Context-Dependent Species Interactions

For a few weeks, I’ve been writing about branchiobdellids and crayfish, and about how the relationship between the symbiont and host can vary with ecological context (e.g., crayfish size, how fast the crayfish can be colonized by bacteria in a given environment, branchiobdellid density).  I intended to change topics this week, but a really cool Ecology Letters paper just came out about the context-dependent nature of species interactions, so I MUST tell you guys about it.

Let’s start with the worst part of the paper, first:  they didn’t include parasites!  😛  The interaction types they considered were predation, competition, and mutualism.  However, as I showed a few weeks ago, mutualists can act like parasites, so I’m deeming this paper worthy of the Parasite Ecology blog.

When we say that “interactions are context-dependent,” we mean that either the strength or the sign of the interaction changes as conditions change.  For instance, if parasites kill their hosts when the hosts are in low resource conditions but the same parasites have no noticeable affects on hosts when the hosts are in high resource conditions, the strength of the interaction changes with resource conditions.  A “sign change” happens if the interaction goes from positive (mutualism) to neutral (commensalism) or negative (parasitism), or vice versa.

So, what kind of “conditions” are we talking about?  In their meta-analysis, Chamberlain et al. (2014) considered abiotic conditions (e.g., pH, sunlight), space (e.g., United States vs. Europe), time (this year vs. next year), and the presence of third party species.  The last one may seem like a non sequitur, but here’s an example: do you remember that post I did about the crabs that protect urchins from parasitic snails?  We might expect the crabs to act like mutualists of urchins (=positive interaction) in the presence of parasitic snails but as commensalists of urchins (=neutral interaction) in the absence of parasitic snails.  That would be a sign change.  Ok, finally, Chamberlain et al. (2014) didn’t look at one condition that I find particularly interesting – the abundances of the species.  Like, remember how branchiobdellids are mutualistic at intermediate abundances but parasitic at high abundances?  Chamberlain et al. (2014) actually couldn’t look at species abundance in their meta-analysis because there are too few examples in the literature!  NEED. MORE. DATA.

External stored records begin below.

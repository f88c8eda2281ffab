//! The access decision capability: asks a central authority whether a subject is allowed to
//! perform a verb on a resource.
//!
//! In a cluster this is answered by creating a `SubjectAccessReview`, see
//! [`SubjectAccessReviewClient`]. Handlers only depend on the [`AccessDecision`] trait, which
//! keeps them testable without an API server.
use std::fmt::Debug;

use async_trait::async_trait;
use k8s_openapi::api::{
    authentication::v1::UserInfo,
    authorization::v1::{
        ResourceAttributes, SubjectAccessReview, SubjectAccessReviewSpec,
        SubjectAccessReviewStatus,
    },
};
use kube::{Api, Client, api::PostParams};
use snafu::{ResultExt, Snafu};

#[derive(Debug, Snafu)]
pub enum AccessDecisionError {
    #[snafu(display("failed to create SubjectAccessReview for verb {verb:?} on {resource:?}"))]
    CreateSubjectAccessReview {
        source: kube::Error,
        verb: String,
        resource: String,
    },

    #[snafu(display("SubjectAccessReview for verb {verb:?} on {resource:?} returned no status"))]
    MissingStatus { verb: String, resource: String },
}

/// A single "may this user do that" question.
#[derive(Clone, Debug, Default, PartialEq, Eq)]
pub struct AccessQuery {
    pub verb: String,
    pub group: String,
    pub version: String,
    pub resource: String,
    pub namespace: Option<String>,
    pub user: String,
    pub groups: Vec<String>,
    pub uid: Option<String>,
}

impl AccessQuery {
    /// Creates a query for `verb` on the resource `group/version/resource`, asked on behalf of
    /// the requesting user in `user_info`.
    pub fn new(
        verb: impl Into<String>,
        (group, version, resource): (&str, &str, &str),
        user_info: &UserInfo,
    ) -> Self {
        Self {
            verb: verb.into(),
            group: group.to_owned(),
            version: version.to_owned(),
            resource: resource.to_owned(),
            namespace: None,
            user: user_info.username.clone().unwrap_or_default(),
            groups: user_info.groups.clone().unwrap_or_default(),
            uid: user_info.uid.clone(),
        }
    }

    pub fn with_namespace(mut self, namespace: impl Into<String>) -> Self {
        self.namespace = Some(namespace.into());
        self
    }

    fn resource_display(&self) -> String {
        match self.group.as_str() {
            "" => format!("{}/{}", self.version, self.resource),
            group => format!("{group}/{}/{}", self.version, self.resource),
        }
    }
}

impl From<&AccessQuery> for SubjectAccessReview {
    fn from(query: &AccessQuery) -> Self {
        Self {
            spec: SubjectAccessReviewSpec {
                resource_attributes: Some(ResourceAttributes {
                    verb: Some(query.verb.clone()),
                    group: Some(query.group.clone()),
                    version: Some(query.version.clone()),
                    resource: Some(query.resource.clone()),
                    namespace: query.namespace.clone(),
                    ..Default::default()
                }),
                user: Some(query.user.clone()),
                groups: Some(query.groups.clone()),
                uid: query.uid.clone(),
                ..Default::default()
            },
            ..Default::default()
        }
    }
}

/// The answer of the authority.
#[derive(Clone, Debug, Default, PartialEq, Eq)]
pub struct AccessOutcome {
    pub allowed: bool,
    pub reason: String,
}

impl From<SubjectAccessReviewStatus> for AccessOutcome {
    fn from(status: SubjectAccessReviewStatus) -> Self {
        Self {
            allowed: status.allowed,
            reason: status.reason.unwrap_or_default(),
        }
    }
}

/// Answers [`AccessQuery`]s. Implementations must not retry internally, a failed query is
/// returned as an error.
//
// We still need to use the async-trait crate, as dynamic dispatch in combination with async
// functions is not supported.
#[async_trait]
pub trait AccessDecision: Debug + Send + Sync {
    async fn review(&self, query: AccessQuery) -> Result<AccessOutcome, AccessDecisionError>;
}

/// Answers [`AccessQuery`]s by creating `SubjectAccessReview`s.
#[derive(Clone)]
pub struct SubjectAccessReviewClient {
    client: Client,
}

impl Debug for SubjectAccessReviewClient {
    fn fmt(&self, f: &mut std::fmt::Formatter<'_>) -> std::fmt::Result {
        f.debug_struct("SubjectAccessReviewClient").finish_non_exhaustive()
    }
}

impl SubjectAccessReviewClient {
    pub fn new(client: Client) -> Self {
        Self { client }
    }
}

#[async_trait]
impl AccessDecision for SubjectAccessReviewClient {
    #[tracing::instrument(skip(self), fields(user.name = %query.user))]
    async fn review(&self, query: AccessQuery) -> Result<AccessOutcome, AccessDecisionError> {
        let api: Api<SubjectAccessReview> = Api::all(self.client.clone());
        let review = SubjectAccessReview::from(&query);

        let created = api
            .create(&PostParams::default(), &review)
            .await
            .with_context(|_| CreateSubjectAccessReviewSnafu {
                verb: query.verb.clone(),
                resource: query.resource_display(),
            })?;

        let status = created.status.ok_or_else(|| AccessDecisionError::MissingStatus {
            verb: query.verb.clone(),
            resource: query.resource_display(),
        })?;

        tracing::debug!(allowed = status.allowed, "received access decision");
        Ok(status.into())
    }
}
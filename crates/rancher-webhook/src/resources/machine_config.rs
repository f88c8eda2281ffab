//! Handlers for the node driver machine configs in the `rke-machine-config.cattle.io` group.
//!
//! The mutator records the creating user in the creator ID annotation, the validator makes sure
//! the annotation is neither forged on create nor changed afterwards.
use kube::{
    ResourceExt,
    core::{
        DynamicObject,
        admission::{AdmissionRequest, AdmissionResponse, Operation},
    },
};

use super::{AdmitError, creator_id};
use crate::{
    admission::{
        registry::{
            DryRunPolicy, FailurePolicy, HandlerDescriptor, ResourceSelector, Scope, SideEffects,
        },
        response,
    },
    codec,
    constants::CREATOR_ID_ANNOTATION,
};

const SELECTOR: ResourceSelector = ResourceSelector::new("rke-machine-config.cattle.io", "v1", "*");

pub static VALIDATOR_DESCRIPTOR: HandlerDescriptor = HandlerDescriptor {
    name: "machine-configs",
    selector: SELECTOR,
    operations: &[Operation::Create, Operation::Update],
    failure_policy: FailurePolicy::Fail,
    side_effects: SideEffects::None,
    scope: Scope::Namespaced,
    dry_run: DryRunPolicy::Evaluate,
};

pub static MUTATOR_DESCRIPTOR: HandlerDescriptor = HandlerDescriptor {
    name: "machine-configs",
    selector: SELECTOR,
    operations: &[Operation::Create],
    failure_policy: FailurePolicy::Fail,
    side_effects: SideEffects::NoneOnDryRun,
    scope: Scope::Namespaced,
    dry_run: DryRunPolicy::Allow,
};

/// Validates the creator ID annotation of machine configs.
#[derive(Debug, Default)]
pub struct Validator;

impl Validator {
    pub fn admit(
        &self,
        request: &AdmissionRequest<DynamicObject>,
    ) -> Result<AdmissionResponse, AdmitError> {
        let (old, new) = codec::decode_old_and_new::<DynamicObject>(request)?;
        let username = request.user_info.username.as_deref().unwrap_or_default();

        let denial = creator_id::check(
            &request.operation,
            username,
            old.as_ref().map(ResourceExt::annotations),
            new.as_ref().map(ResourceExt::annotations),
        );

        Ok(response::from_decision(request, denial))
    }
}

/// Sets the creator ID annotation of new machine configs to the requesting user.
#[derive(Debug, Default)]
pub struct Mutator;

impl Mutator {
    pub fn admit(
        &self,
        request: &AdmissionRequest<DynamicObject>,
    ) -> Result<AdmissionResponse, AdmitError> {
        let config = codec::decode_object::<DynamicObject>(request)?;
        let username = request.user_info.username.clone().unwrap_or_default();

        let mut mutated = config.clone();
        mutated
            .annotations_mut()
            .insert(CREATOR_ID_ANNOTATION.to_owned(), username);

        Ok(codec::patch_response(
            response::allowed(request),
            &config,
            &mutated,
        )?)
    }
}

#[cfg(test)]
mod tests {
    use serde_json::{Value, json};

    use super::*;
    use crate::admission::tests::request;

    fn config(creator: Option<&str>) -> Value {
        let mut config = json!({
            "apiVersion": "rke-machine-config.cattle.io/v1",
            "kind": "Amazonec2Config",
            "metadata": {"name": "nc-pool1", "namespace": "fleet-default"},
            "region": "eu-central-1",
        });
        if let Some(creator) = creator {
            config["metadata"]["annotations"] = json!({ CREATOR_ID_ANNOTATION: creator });
        }
        config
    }

    fn resource() -> Value {
        json!({"group": "rke-machine-config.cattle.io", "version": "v1", "resource": "amazonec2configs"})
    }

    #[test]
    fn create_by_creator_is_allowed() {
        let request = request(resource(), "CREATE", None, Some(config(Some("alice"))));
        let response = Validator.admit(&request).expect("validator decides");

        assert!(response.allowed);
    }

    #[test]
    fn create_with_forged_creator_is_invalid() {
        let request = request(resource(), "CREATE", None, Some(config(Some("bob"))));
        let response = Validator.admit(&request).expect("validator decides");

        assert!(!response.allowed);
        assert_eq!(response.result.code, 422);
        assert_eq!(response.result.reason, "Invalid");
        assert_eq!(response.result.message, creator_id::MISMATCHED_CREATOR_MESSAGE);
    }

    #[test]
    fn removing_creator_on_update_is_allowed() {
        let request = request(
            resource(),
            "UPDATE",
            Some(config(Some("alice"))),
            Some(config(None)),
        );
        let response = Validator.admit(&request).expect("validator decides");

        assert!(response.allowed);
    }

    #[test]
    fn changing_creator_on_update_is_invalid() {
        let request = request(
            resource(),
            "UPDATE",
            Some(config(Some("alice"))),
            Some(config(Some("bob"))),
        );
        let response = Validator.admit(&request).expect("validator decides");

        assert!(!response.allowed);
        assert_eq!(response.result.message, creator_id::CHANGED_CREATOR_MESSAGE);
    }

    #[test]
    fn mutator_patches_creator() {
        let request = request(resource(), "CREATE", None, Some(config(None)));
        let response = Mutator.admit(&request).expect("mutator decides");

        assert!(response.allowed);
        let patch: Value =
            serde_json::from_slice(&response.patch.expect("patch is set")).expect("patch is JSON");
        let mut object = config(None);
        json_patch::patch(
            &mut object,
            &serde_json::from_value::<json_patch::Patch>(patch).expect("patch is a JSON patch"),
        )
        .expect("patch applies");

        assert_eq!(object, config(Some("alice")));
    }

    #[test]
    fn mutator_keeps_matching_creator() {
        let request = request(resource(), "CREATE", None, Some(config(Some("alice"))));
        let response = Mutator.admit(&request).expect("mutator decides");

        assert!(response.allowed);
        assert!(response.patch.is_none());
    }
}
//! Resolution of hits against enemies.

use rampart_core::{
    Attacker, DamageSource, EffectSpec, EnemyId, Event, Fixed, FixedVec2, Hit, ProjectileId,
};

use crate::World;

/// Removes up to `amount` health from the enemy at `index`.
pub(crate) fn damage_enemy(
    world: &mut World,
    index: usize,
    amount: Fixed,
    source: DamageSource,
    out_events: &mut Vec<Event>,
) -> Fixed {
    let enemy = &mut world.enemies[index];
    if enemy.health.is_dead() {
        return Fixed::ZERO;
    }
    let dealt = enemy.health.apply_damage(amount);
    let id = enemy.id;
    world.stats.damage_dealt += dealt;
    out_events.push(Event::EnemyDamaged {
        enemy: id,
        amount: dealt,
        source,
    });
    dealt
}

/// Applies a hit to a live enemy, including its side effects.
///
/// Chain and splash effects only expand primary hits. The secondary hits
/// they spawn carry the `chained` flag and never expand again.
pub(crate) fn strike(
    world: &mut World,
    attacker: Attacker,
    target: EnemyId,
    hit: &Hit,
    out_events: &mut Vec<Event>,
) {
    let Some(index) = world.enemy_index(target) else {
        return;
    };
    if world.enemies[index].health.is_dead() {
        return;
    }

    let origin = world.enemies[index].body.position;
    let dealt = damage_enemy(
        world,
        index,
        hit.damage,
        DamageSource::Attack(attacker),
        out_events,
    );

    let tick = world.tick;
    for effect in &hit.effects {
        match *effect {
            EffectSpec::Slow { .. }
            | EffectSpec::Burn { .. }
            | EffectSpec::Poison { .. }
            | EffectSpec::Freeze { .. }
            | EffectSpec::Stun { .. } => {
                if let Some(status) = effect.status(tick) {
                    world.enemies[index].statuses.apply(status);
                    out_events.push(Event::StatusApplied {
                        enemy: target,
                        kind: status.kind,
                    });
                }
            }
            EffectSpec::Chain { jumps, range, decay } => {
                if !hit.chained {
                    chain(world, attacker, target, origin, hit, jumps, range, decay, out_events);
                }
            }
            EffectSpec::Splash { radius, fraction } => {
                if !hit.chained {
                    let damage = hit.damage * fraction;
                    splash(world, attacker, target, origin, damage, radius, out_events);
                }
            }
            EffectSpec::Damage { .. } | EffectSpec::Heal { .. } | EffectSpec::Buff { .. } => {}
        }
    }

    if hit.lifesteal.is_positive() && dealt.is_positive() {
        if let Attacker::Hero(hero) = attacker {
            if let Some(hero_index) = world.hero_index(hero) {
                let entry = &mut world.heroes[hero_index];
                if !entry.health.is_dead() {
                    let restored = entry.health.heal(dealt * hit.lifesteal);
                    if restored.is_positive() {
                        out_events.push(Event::HeroHealed {
                            hero,
                            amount: restored,
                        });
                    }
                }
            }
        }
    }
}

#[allow(clippy::too_many_arguments)]
fn chain(
    world: &mut World,
    attacker: Attacker,
    first: EnemyId,
    origin: FixedVec2,
    hit: &Hit,
    jumps: u32,
    range: Fixed,
    decay: Fixed,
    out_events: &mut Vec<Event>,
) {
    let statuses: Vec<EffectSpec> = hit
        .effects
        .iter()
        .copied()
        .filter(|effect| effect.status(0).is_some())
        .collect();
    let range_sq = range * range;
    let mut struck = vec![first];
    let mut from = origin;
    let mut damage = hit.damage;

    for _ in 0..jumps {
        let next = world
            .enemies
            .iter()
            .filter(|enemy| !enemy.health.is_dead() && !struck.contains(&enemy.id))
            .map(|enemy| {
                let position = enemy.body.position;
                (position.distance_sq(from), enemy.id, position)
            })
            .filter(|(distance_sq, _, _)| *distance_sq <= range_sq)
            .min_by_key(|(distance_sq, id, _)| (*distance_sq, *id));
        let Some((_, next, position)) = next else {
            break;
        };

        damage = damage * decay;
        struck.push(next);
        from = position;
        let secondary = Hit {
            damage,
            effects: statuses.clone(),
            lifesteal: Fixed::ZERO,
            chained: true,
        };
        strike(world, attacker, next, &secondary, out_events);
    }
}

fn splash(
    world: &mut World,
    attacker: Attacker,
    primary: EnemyId,
    origin: FixedVec2,
    damage: Fixed,
    radius: Fixed,
    out_events: &mut Vec<Event>,
) {
    let radius_sq = radius * radius;
    let victims: Vec<EnemyId> = world
        .enemies
        .iter()
        .filter(|enemy| enemy.id != primary && !enemy.health.is_dead())
        .filter(|enemy| enemy.body.position.distance_sq(origin) <= radius_sq)
        .map(|enemy| enemy.id)
        .collect();

    let secondary = Hit {
        chained: true,
        ..Hit::plain(damage)
    };
    for victim in victims {
        strike(world, attacker, victim, &secondary, out_events);
    }
}

/// Applies a projectile's payload to its target and removes the projectile.
pub(crate) fn impact(world: &mut World, projectile: ProjectileId, out_events: &mut Vec<Event>) {
    let Some(index) = world.projectile_index(projectile) else {
        return;
    };
    let arrived = world.projectiles[index].clone();
    world.projectiles.retain(|entry| entry.id != projectile);

    out_events.push(Event::ProjectileImpacted {
        projectile,
        target: arrived.target,
    });
    strike(world, arrived.source, arrived.target, &arrived.hit, out_events);
}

The meta-analysis includes all kinds of stuff about the variation in the strengths of interactions, and I recommend that you click through and check out their open access paper to find out more.  Here, I’m just going to tell you about their results related to sign changes for predation, competition, and mutualism.  Just eye-balling their Figure 1, out of 70 predation experiments, the sign of the interaction changed with conditions in ~45% of the experiments.  Isn’t that crazy?!  45% of the time, people found that predators go from having negative effects on prey to having no effects on prey – or to even having positive effects on prey! – under varying ecological conditions.  An even higher proportion of competition experiments found sign changes, and a still greater proportion of mutualism experiments found size changes (~60%).


So, yeah.  This was mind blowing.  One more piece of evidence that the universal answer to ALL ecological questions is: IT DEPENDS.


Chamberlain, S. A, J. L. Bronstein, and J. A. Rudgers. 2014. How context dependent are species interactions? Ecology Letters.